## Aim of the task
Go through the listing and copy each line that has the string "latitude" in it.

======

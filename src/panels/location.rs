//! Home location, persisted under `userLocation`.

use serde::{Deserialize, Serialize};

use super::{PanelError, ValidationError};
use crate::storage::{self, SharedStore, LOCATION_KEY};

#[derive(Debug, Clone, PartialEq, Serialize, Deserialize)]
pub struct UserLocation {
    pub latitude: f64,
    pub longitude: f64,
    pub name: String,
}

/// Quick picks offered by the configuration page
pub const PRESETS: [(&str, f64, f64); 4] = [
    ("Lima", -12.0464, -77.0428),
    ("Bogotá", 4.7110, -74.0721),
    ("Ciudad de México", 19.4326, -99.1332),
    ("Madrid", 40.4168, -3.7038),
];

pub struct LocationPanel {
    store: SharedStore,
    location: Option<UserLocation>,
}

impl LocationPanel {
    /// Load the saved location. Missing, unreadable or corrupt values leave
    /// it unset.
    pub fn load(store: SharedStore) -> Self {
        let location = match storage::load_json::<UserLocation>(store.as_ref(), LOCATION_KEY) {
            Ok(location) => location,
            Err(e) => {
                tracing::warn!("Ignoring saved location: {}", e);
                None
            }
        };
        Self { store, location }
    }

    pub fn location(&self) -> Option<&UserLocation> {
        self.location.as_ref()
    }

    /// Validate, store and adopt a new location. A blank name falls back to
    /// the coordinates.
    pub fn save(&mut self, latitude: f64, longitude: f64, name: &str) -> Result<(), PanelError> {
        let in_range = latitude.is_finite()
            && longitude.is_finite()
            && (-90.0..=90.0).contains(&latitude)
            && (-180.0..=180.0).contains(&longitude);
        if !in_range {
            return Err(ValidationError::InvalidCoordinates.into());
        }

        let name = match name.trim() {
            "" => format!("{:.4}, {:.4}", latitude, longitude),
            n => n.to_string(),
        };
        let location = UserLocation {
            latitude,
            longitude,
            name,
        };
        storage::save_json(self.store.as_ref(), LOCATION_KEY, &location)?;
        tracing::info!("Location set to {}", location.name);
        self.location = Some(location);
        Ok(())
    }
}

======

## Result for this exercise
    pub latitude: f64,
    pub fn save(&mut self, latitude: f64, longitude: f64, name: &str) -> Result<(), PanelError> {
        let in_range = latitude.is_finite()
            && (-90.0..=90.0).contains(&latitude)
            "" => format!("{:.4}, {:.4}", latitude, longitude),
            latitude,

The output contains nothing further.